[Data for the task — start]
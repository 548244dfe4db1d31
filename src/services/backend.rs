//! Inference backend abstraction
//!
//! The relay only knows how to ask a [`ChatBackend`] for one completion
//! from one [`ModelTarget`]; how the call is made lives behind the trait.

use async_trait::async_trait;
use std::fmt;
use std::str::FromStr;
use thiserror::Error;

use crate::schemas::ChatMessage;

// ============================================================================
// Targets
// ============================================================================

/// Where a model is served from
#[derive(Debug, Clone, Copy, PartialEq, Eq, Hash)]
pub enum EndpointKind {
    /// Hosted chat completions API, needs a bearer credential
    Remote,
    /// Inference process reachable by host/port (Ollama)
    Local,
}

impl fmt::Display for EndpointKind {
    fn fmt(&self, f: &mut fmt::Formatter<'_>) -> fmt::Result {
        match self {
            EndpointKind::Remote => write!(f, "remote"),
            EndpointKind::Local => write!(f, "local"),
        }
    }
}

/// One candidate model, tried in priority order
#[derive(Debug, Clone, PartialEq, Eq, Hash)]
pub struct ModelTarget {
    pub kind: EndpointKind,
    pub model: String,
}

impl ModelTarget {
    pub fn remote(model: impl Into<String>) -> Self {
        Self {
            kind: EndpointKind::Remote,
            model: model.into(),
        }
    }

    pub fn local(model: impl Into<String>) -> Self {
        Self {
            kind: EndpointKind::Local,
            model: model.into(),
        }
    }

    pub fn is_remote(&self) -> bool {
        self.kind == EndpointKind::Remote
    }
}

impl fmt::Display for ModelTarget {
    fn fmt(&self, f: &mut fmt::Formatter<'_>) -> fmt::Result {
        write!(f, "{}:{}", self.kind, self.model)
    }
}

impl FromStr for ModelTarget {
    type Err = anyhow::Error;

    /// Parses `local:<id>`, `remote:<id>` or a bare `<id>` (remote).
    ///
    /// Only a recognised prefix is split off, so `local:llama3:8b` is the
    /// local model `llama3:8b`.
    fn from_str(s: &str) -> Result<Self, Self::Err> {
        let s = s.trim();
        let (kind, model) = match s.split_once(':') {
            Some((prefix, rest)) if prefix.eq_ignore_ascii_case("local") => (EndpointKind::Local, rest),
            Some((prefix, rest)) if prefix.eq_ignore_ascii_case("remote") => (EndpointKind::Remote, rest),
            _ => (EndpointKind::Remote, s),
        };

        let model = model.trim();
        if model.is_empty() {
            anyhow::bail!("Invalid model target '{}': model id is empty", s);
        }

        Ok(Self {
            kind,
            model: model.to_string(),
        })
    }
}

/// Sampling parameters forwarded with every call
#[derive(Debug, Clone, Copy, PartialEq)]
pub struct GenerationParams {
    /// `max_tokens` for remote targets, `num_predict` for local ones
    pub max_tokens: u32,
    pub temperature: f64,
}

impl Default for GenerationParams {
    fn default() -> Self {
        Self {
            max_tokens: 50,
            temperature: 0.7,
        }
    }
}

// ============================================================================
// Errors
// ============================================================================

/// Failure of a single upstream attempt
#[derive(Error, Debug, Clone, PartialEq, Eq)]
pub enum UpstreamError {
    #[error("API key not configured")]
    MissingCredential,

    #[error("HTTP request failed: {0}")]
    Http(String),

    #[error("Upstream returned {status}: {message}")]
    Status { status: u16, message: String },

    #[error("Failed to parse response: {0}")]
    Parse(String),

    #[error("Upstream returned an empty reply")]
    EmptyReply,
}

impl UpstreamError {
    /// Whether another attempt could succeed
    pub fn is_retryable(&self) -> bool {
        !matches!(self, UpstreamError::MissingCredential)
    }
}

impl From<reqwest::Error> for UpstreamError {
    fn from(err: reqwest::Error) -> Self {
        // reqwest's Display omits the cause ("connection refused", "timed out")
        let mut message = err.to_string();
        let mut source = std::error::Error::source(&err);
        while let Some(cause) = source {
            message.push_str(": ");
            message.push_str(&cause.to_string());
            source = std::error::Error::source(cause);
        }
        UpstreamError::Http(message)
    }
}

// ============================================================================
// Backend trait
// ============================================================================

/// Something that can produce one chat completion
#[async_trait]
pub trait ChatBackend: Send + Sync {
    /// Whether a credential for remote targets is available
    fn has_credential(&self) -> bool;

    /// Run one completion and return the trimmed reply text
    async fn complete(
        &self,
        target: &ModelTarget,
        messages: &[ChatMessage],
        params: &GenerationParams,
    ) -> Result<String, UpstreamError>;
}

#[cfg(test)]
mod tests {
    use super::*;

    #[test]
    fn test_parse_targets() {
        assert_eq!(
            "remote:meta-llama/Llama-3.3-70B-Instruct".parse::<ModelTarget>().unwrap(),
            ModelTarget::remote("meta-llama/Llama-3.3-70B-Instruct")
        );
        assert_eq!(
            "local:llama3:8b".parse::<ModelTarget>().unwrap(),
            ModelTarget::local("llama3:8b")
        );
        assert_eq!(
            " meta-llama/Llama-3.2-8B-Instruct ".parse::<ModelTarget>().unwrap(),
            ModelTarget::remote("meta-llama/Llama-3.2-8B-Instruct")
        );
        assert_eq!(
            "LOCAL:mistral".parse::<ModelTarget>().unwrap(),
            ModelTarget::local("mistral")
        );
    }

    #[test]
    fn test_parse_rejects_empty_model() {
        assert!("local:".parse::<ModelTarget>().is_err());
        assert!("".parse::<ModelTarget>().is_err());
    }

    #[test]
    fn test_target_display_round_trips() {
        let target = ModelTarget::local("llama3:8b");
        assert_eq!(target.to_string(), "local:llama3:8b");
        assert_eq!(target.to_string().parse::<ModelTarget>().unwrap(), target);
    }

    #[test]
    fn test_retryable_errors() {
        assert!(!UpstreamError::MissingCredential.is_retryable());
        assert!(UpstreamError::Http("connection refused".into()).is_retryable());
        assert!(UpstreamError::EmptyReply.is_retryable());
        assert!(UpstreamError::Status {
            status: 503,
            message: "busy".into()
        }
        .is_retryable());
    }
}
[Data for the task — finish]
* [Work required]:
The listing above should be repeated in its entirety, unchanged.

* [Answer space]:
repository 548244dfe4db1d31
filename src/services/backend.rs
//! Inference backend abstraction
//!
//! The relay only knows how to ask a [`ChatBackend`] for one completion
//! from one [`ModelTarget`]; how the call is made lives behind the trait.

use async_trait::async_trait;
use std::fmt;
use std::str::FromStr;
use thiserror::Error;

use crate::schemas::ChatMessage;

// ============================================================================
// Targets
// ============================================================================

/// Where a model is served from
#[derive(Debug, Clone, Copy, PartialEq, Eq, Hash)]
pub enum EndpointKind {
    /// Hosted chat completions API, needs a bearer credential
    Remote,
    /// Inference process reachable by host/port (Ollama)
    Local,
}

impl fmt::Display for EndpointKind {
    fn fmt(&self, f: &mut fmt::Formatter<'_>) -> fmt::Result {
        match self {
            EndpointKind::Remote => write!(f, "remote"),
            EndpointKind::Local => write!(f, "local"),
        }
    }
}

/// One candidate model, tried in priority order
#[derive(Debug, Clone, PartialEq, Eq, Hash)]
pub struct ModelTarget {
    pub kind: EndpointKind,
    pub model: String,
}

impl ModelTarget {
    pub fn remote(model: impl Into<String>) -> Self {
        Self {
            kind: EndpointKind::Remote,
            model: model.into(),
        }
    }

    pub fn local(model: impl Into<String>) -> Self {
        Self {
            kind: EndpointKind::Local,
            model: model.into(),
        }
    }

    pub fn is_remote(&self) -> bool {
        self.kind == EndpointKind::Remote
    }
}

impl fmt::Display for ModelTarget {
    fn fmt(&self, f: &mut fmt::Formatter<'_>) -> fmt::Result {
        write!(f, "{}:{}", self.kind, self.model)
    }
}

impl FromStr for ModelTarget {
    type Err = anyhow::Error;

    /// Parses `local:<id>`, `remote:<id>` or a bare `<id>` (remote).
    ///
    /// Only a recognised prefix is split off, so `local:llama3:8b` is the
    /// local model `llama3:8b`.
    fn from_str(s: &str) -> Result<Self, Self::Err> {
        let s = s.trim();
        let (kind, model) = match s.split_once(':') {
            Some((prefix, rest)) if prefix.eq_ignore_ascii_case("local") => (EndpointKind::Local, rest),
            Some((prefix, rest)) if prefix.eq_ignore_ascii_case("remote") => (EndpointKind::Remote, rest),
            _ => (EndpointKind::Remote, s),
        };

        let model = model.trim();
        if model.is_empty() {
            anyhow::bail!("Invalid model target '{}': model id is empty", s);
        }

        Ok(Self {
            kind,
            model: model.to_string(),
        })
    }
}

/// Sampling parameters forwarded with every call
#[derive(Debug, Clone, Copy, PartialEq)]
pub struct GenerationParams {
    /// `max_tokens` for remote targets, `num_predict` for local ones
    pub max_tokens: u32,
    pub temperature: f64,
}

impl Default for GenerationParams {
    fn default() -> Self {
        Self {
            max_tokens: 50,
            temperature: 0.7,
        }
    }
}

// ============================================================================
// Errors
// ============================================================================

/// Failure of a single upstream attempt
#[derive(Error, Debug, Clone, PartialEq, Eq)]
pub enum UpstreamError {
    #[error("API key not configured")]
    MissingCredential,

    #[error("HTTP request failed: {0}")]
    Http(String),

    #[error("Upstream returned {status}: {message}")]
    Status { status: u16, message: String },

    #[error("Failed to parse response: {0}")]
    Parse(String),

    #[error("Upstream returned an empty reply")]
    EmptyReply,
}

impl UpstreamError {
    /// Whether another attempt could succeed
    pub fn is_retryable(&self) -> bool {
        !matches!(self, UpstreamError::MissingCredential)
    }
}

impl From<reqwest::Error> for UpstreamError {
    fn from(err: reqwest::Error) -> Self {
        // reqwest's Display omits the cause ("connection refused", "timed out")
        let mut message = err.to_string();
        let mut source = std::error::Error::source(&err);
        while let Some(cause) = source {
            message.push_str(": ");
            message.push_str(&cause.to_string());
            source = std::error::Error::source(cause);
        }
        UpstreamError::Http(message)
    }
}

// ============================================================================
// Backend trait
// ============================================================================

/// Something that can produce one chat completion
#[async_trait]
pub trait ChatBackend: Send + Sync {
    /// Whether a credential for remote targets is available
    fn has_credential(&self) -> bool;

    /// Run one completion and return the trimmed reply text
    async fn complete(
        &self,
        target: &ModelTarget,
        messages: &[ChatMessage],
        params: &GenerationParams,
    ) -> Result<String, UpstreamError>;
}

#[cfg(test)]
mod tests {
    use super::*;

    #[test]
    fn test_parse_targets() {
        assert_eq!(
            "remote:meta-llama/Llama-3.3-70B-Instruct".parse::<ModelTarget>().unwrap(),
            ModelTarget::remote("meta-llama/Llama-3.3-70B-Instruct")
        );
        assert_eq!(
            "local:llama3:8b".parse::<ModelTarget>().unwrap(),
            ModelTarget::local("llama3:8b")
        );
        assert_eq!(
            " meta-llama/Llama-3.2-8B-Instruct ".parse::<ModelTarget>().unwrap(),
            ModelTarget::remote("meta-llama/Llama-3.2-8B-Instruct")
        );
        assert_eq!(
            "LOCAL:mistral".parse::<ModelTarget>().unwrap(),
            ModelTarget::local("mistral")
        );
    }

    #[test]
    fn test_parse_rejects_empty_model() {
        assert!("local:".parse::<ModelTarget>().is_err());
        assert!("".parse::<ModelTarget>().is_err());
    }

    #[test]
    fn test_target_display_round_trips() {
        let target = ModelTarget::local("llama3:8b");
        assert_eq!(target.to_string(), "local:llama3:8b");
        assert_eq!(target.to_string().parse::<ModelTarget>().unwrap(), target);
    }

    #[test]
    fn test_retryable_errors() {
        assert!(!UpstreamError::MissingCredential.is_retryable());
        assert!(UpstreamError::Http("connection refused".into()).is_retryable());
        assert!(UpstreamError::EmptyReply.is_retryable());
        assert!(UpstreamError::Status {
            status: 503,
            message: "busy".into()
        }
        .is_retryable());
    }
}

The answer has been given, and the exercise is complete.